//! Output generation for sitemaps, the sitemap index, robots.txt and the run report.
//!
//! # Submodules
//!
//! - [`sitemap`]: Writes `urlset` sub-sitemaps, one per chunk of URLs
//! - [`index`]: Writes the `sitemapindex` document `sitemap.xml`
//! - [`robots`]: Writes `robots.txt` pointing at the index
//! - [`report`]: Writes the optional JSON run report
//!
//! # Output Structure
//!
//! ```text
//! output_dir/
//! ├── sitemap-1f2e3d4c.xml   # up to 5000 <url> entries each
//! ├── sitemap-9a8b7c6d.xml
//! ├── sitemap.xml            # index of the sub-sitemaps
//! └── robots.txt
//! ```

pub mod index;
pub mod report;
pub mod robots;
pub mod sitemap;

use quick_xml::Writer;
use quick_xml::events::{BytesDecl, BytesEnd, BytesStart, BytesText, Event};
use std::error::Error;

/// Namespace shared by `urlset` and `sitemapindex` documents.
pub const SITEMAP_NS: &str = "http://www.sitemaps.org/schemas/sitemap/0.9";

/// Render a sitemap-protocol document.
///
/// Both document kinds have the same shape: a namespaced root element with
/// one child per entry, each holding `loc` and `lastmod`.
///
/// ```text
/// <root xmlns="http://www.sitemaps.org/schemas/sitemap/0.9">
///   <entry>
///     <loc>…</loc>
///     <lastmod>YYYY-MM-DD</lastmod>
///   </entry>
/// </root>
/// ```
pub(crate) fn render_document<'a, I>(
    root: &str,
    entry: &str,
    locs: I,
    lastmod: &str,
) -> Result<Vec<u8>, Box<dyn Error>>
where
    I: IntoIterator<Item = &'a str>,
{
    let mut writer = Writer::new_with_indent(Vec::new(), b' ', 2);
    writer.write_event(Event::Decl(BytesDecl::new("1.0", Some("UTF-8"), None)))?;

    let mut start = BytesStart::new(root);
    start.push_attribute(("xmlns", SITEMAP_NS));
    writer.write_event(Event::Start(start))?;

    for loc in locs {
        writer.write_event(Event::Start(BytesStart::new(entry)))?;
        write_text_element(&mut writer, "loc", loc)?;
        write_text_element(&mut writer, "lastmod", lastmod)?;
        writer.write_event(Event::End(BytesEnd::new(entry)))?;
    }

    writer.write_event(Event::End(BytesEnd::new(root)))?;

    let mut xml = writer.into_inner();
    xml.push(b'\n');
    Ok(xml)
}

fn write_text_element(writer: &mut Writer<Vec<u8>>, name: &str, text: &str) -> Result<(), Box<dyn Error>> {
    writer.write_event(Event::Start(BytesStart::new(name)))?;
    writer.write_event(Event::Text(BytesText::new(text)))?;
    writer.write_event(Event::End(BytesEnd::new(name)))?;
    Ok(())
}

#[cfg(test)]
pub(crate) mod tests {
    use super::*;
    use regex::Regex;

    /// Every `<loc>` value in a rendered document, unescaped for the few entities we emit.
    pub(crate) fn locs(xml: &str) -> Vec<String> {
        let re = Regex::new(r"<loc>([^<]*)</loc>").unwrap();
        re.captures_iter(xml)
            .map(|c| {
                c[1].replace("&lt;", "<")
                    .replace("&gt;", ">")
                    .replace("&quot;", "\"")
                    .replace("&apos;", "'")
                    .replace("&amp;", "&")
            })
            .collect()
    }

    #[test]
    fn test_render_document_shape() {
        let xml = render_document("urlset", "url", ["https://x.io/", "https://x.io/a.html"], "2025-05-06").unwrap();
        let xml = String::from_utf8(xml).unwrap();

        assert!(xml.starts_with(r#"<?xml version="1.0" encoding="UTF-8"?>"#));
        assert!(xml.contains(r#"<urlset xmlns="http://www.sitemaps.org/schemas/sitemap/0.9">"#));
        assert_eq!(xml.matches("<url>").count(), 2);
        assert_eq!(xml.matches("<lastmod>2025-05-06</lastmod>").count(), 2);
        assert_eq!(locs(&xml), vec!["https://x.io/", "https://x.io/a.html"]);
        assert!(xml.trim_end().ends_with("</urlset>"));
    }

    #[test]
    fn test_render_document_escapes_text() {
        let xml = render_document("urlset", "url", ["https://x.io/a&b.html"], "2025-05-06").unwrap();
        let xml = String::from_utf8(xml).unwrap();

        assert!(xml.contains("<loc>https://x.io/a&amp;b.html</loc>"));
        assert_eq!(locs(&xml), vec!["https://x.io/a&b.html"]);
    }

    #[test]
    fn test_render_document_without_entries() {
        let xml = render_document("sitemapindex", "sitemap", std::iter::empty(), "2025-05-06").unwrap();
        let xml = String::from_utf8(xml).unwrap();

        assert!(xml.contains("<sitemapindex"));
        assert!(xml.contains("</sitemapindex>"));
        assert!(!xml.contains("<sitemap>"));
    }
}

______

:: Your instructions ::
Throughout the listing above, how many lines hold the word "entry"? Answer with only the number.

:: Task result ::
6